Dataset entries
_ _ _ _
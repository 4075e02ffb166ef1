//! Coordination of a worker group
//!
//! Key partitioning, manager election and the write-token protocol that
//! keeps the shared sink single-writer.

pub mod election;
pub mod partitioner;
pub mod token;
pub mod writer;

pub use election::{Election, FixedElection, LockFileElection};
pub use partitioner::{KeyAssigner, KeyEntry, KeySet};
pub use token::{TokenEvent, TokenLedger};
pub use writer::{CoordinationContext, WriteCoordinator, WriteOutcome};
_ _ _ _
- _WHAT THE TASK REQUIRES_
Whenever the word "writer" shows up in a line above, copy that line.

- _YOUR RESPONSE_
//! keeps the shared sink single-writer.
pub mod writer;
pub use writer::{CoordinationContext, WriteCoordinator, WriteOutcome};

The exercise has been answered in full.